## What you will do
Only the first line of the listing and the lines after it, up to and including the one containing "pub struct RestrictionExplanation", should be retyped exactly.
Start of Block
//! Restriction explanations for the `fleetsave explain` command.
//!
//! Each entry describes what the restriction does to the fleet, the extra input it needs,
//! and the formula behind its savings figure.

use fleetsave_types::restriction::RestrictionKind;

/// Information about one restriction.
#[derive(Debug, Clone)]
pub struct RestrictionExplanation {
    pub kind: RestrictionKind,
    /// Human-readable title.
    pub title: &'static str,
    /// What the restriction does for the fleet manager.
    pub description: &'static str,
    /// The input the host collects once the restriction is selected.
    pub follow_up: &'static str,
    /// Yearly savings formula, in terms of the named assumptions.
    pub formula: &'static str,
}

/// Registry of all restriction explanations, in canonical order.
pub static RESTRICTION_REGISTRY: &[RestrictionExplanation] = &[
    RestrictionExplanation {
        kind: RestrictionKind::MonthlyBudget,
        title: "Monthly Charging Budget",
        description: r#"Caps what each car may spend on charging per month.

Charging stops being paid once a car reaches its monthly budget. The saving is the
difference between what the car would cost unrestricted over a year and twelve times
the budget. A budget above the unrestricted cost saves nothing (never a negative amount).

Cannot be combined with a kWh price cap."#,
        follow_up: "Monthly charging budget per car, in EUR (greater than 0).",
        formula: r#"max(0, mileage * kwh_per_distance * unrestricted_kwh_price - 12 * budget) * cars

Defaults: kwh_per_distance = 0.2, unrestricted_kwh_price = 0.45"#,
    },
    RestrictionExplanation {
        kind: RestrictionKind::PriceCap,
        title: "Price Cap per kWh",
        description: r#"Refuses charging sessions priced above a maximum per kWh.

The saving is the gap between the reference kWh price and the cap, over every kWh the
fleet uses in a year.

Cannot be combined with a monthly charging budget. When both are present the budget
wins and the price cap contributes nothing."#,
        follow_up: "Maximum price per kWh, in EUR (greater than 0, at most 0.65).",
        formula: r#"(reference_kwh_price - cap) * mileage * kwh_per_distance * cars

Defaults: reference_kwh_price = 0.65, kwh_per_distance = 0.2"#,
    },
    RestrictionExplanation {
        kind: RestrictionKind::CountryRestriction,
        title: "Country Restriction",
        description: r#"Limits the countries where cars may charge.

Only a fleet restricted to Belgium alone is credited: cross-border charging abroad is
assumed to cost more per kWh. Any other country list saves nothing."#,
        follow_up: "Countries where charging is allowed (ISO 3166-1 alpha-2 codes).",
        formula: r#"cars * cross_border_distance_share * cross_border_distance * kwh_per_distance * cross_border_kwh_saving
(only when the allowed countries are exactly ["BE"], otherwise 0)

Defaults: cross_border_distance_share = 0.1, cross_border_distance = 2500,
          kwh_per_distance = 0.2, cross_border_kwh_saving = 0.85"#,
    },
    RestrictionExplanation {
        kind: RestrictionKind::FastCharging,
        title: "Block Fast Charging",
        description: r#"Blocks fast-charging sessions for every car.

Part of each car's energy is assumed to come from fast chargers at a premium per kWh.
Blocking them moves that energy to regular chargers."#,
        follow_up: "None. The host only tells the user fast charging will be blocked.",
        formula: r#"mileage * fast_charging_share * kwh_per_distance * fast_charging_premium * cars

Defaults: fast_charging_share = 0.3, kwh_per_distance = 0.2, fast_charging_premium = 0.4"#,
    },
];

/// Look up an explanation by restriction key.
///
/// Accepts the same spellings as the command line: any case, `-` or `_`, and the
/// long aliases (`monthly_charging_budget`, `kwh_price_cap`).
pub fn lookup_restriction(query: &str) -> Option<&'static RestrictionExplanation> {
    let kind: RestrictionKind = query.parse().ok()?;
    RESTRICTION_REGISTRY.iter().find(|e| e.kind == kind)
}

pub fn list_restriction_keys() -> Vec<&'static str> {
    RESTRICTION_REGISTRY.iter().map(|e| e.kind.as_str()).collect()
}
End of Block
## Result for this task
//! Restriction explanations for the `fleetsave explain` command.
//!
//! Each entry describes what the restriction does to the fleet, the extra input it needs,
//! and the formula behind its savings figure.

use fleetsave_types::restriction::RestrictionKind;

/// Information about one restriction.
#[derive(Debug, Clone)]
pub struct RestrictionExplanation {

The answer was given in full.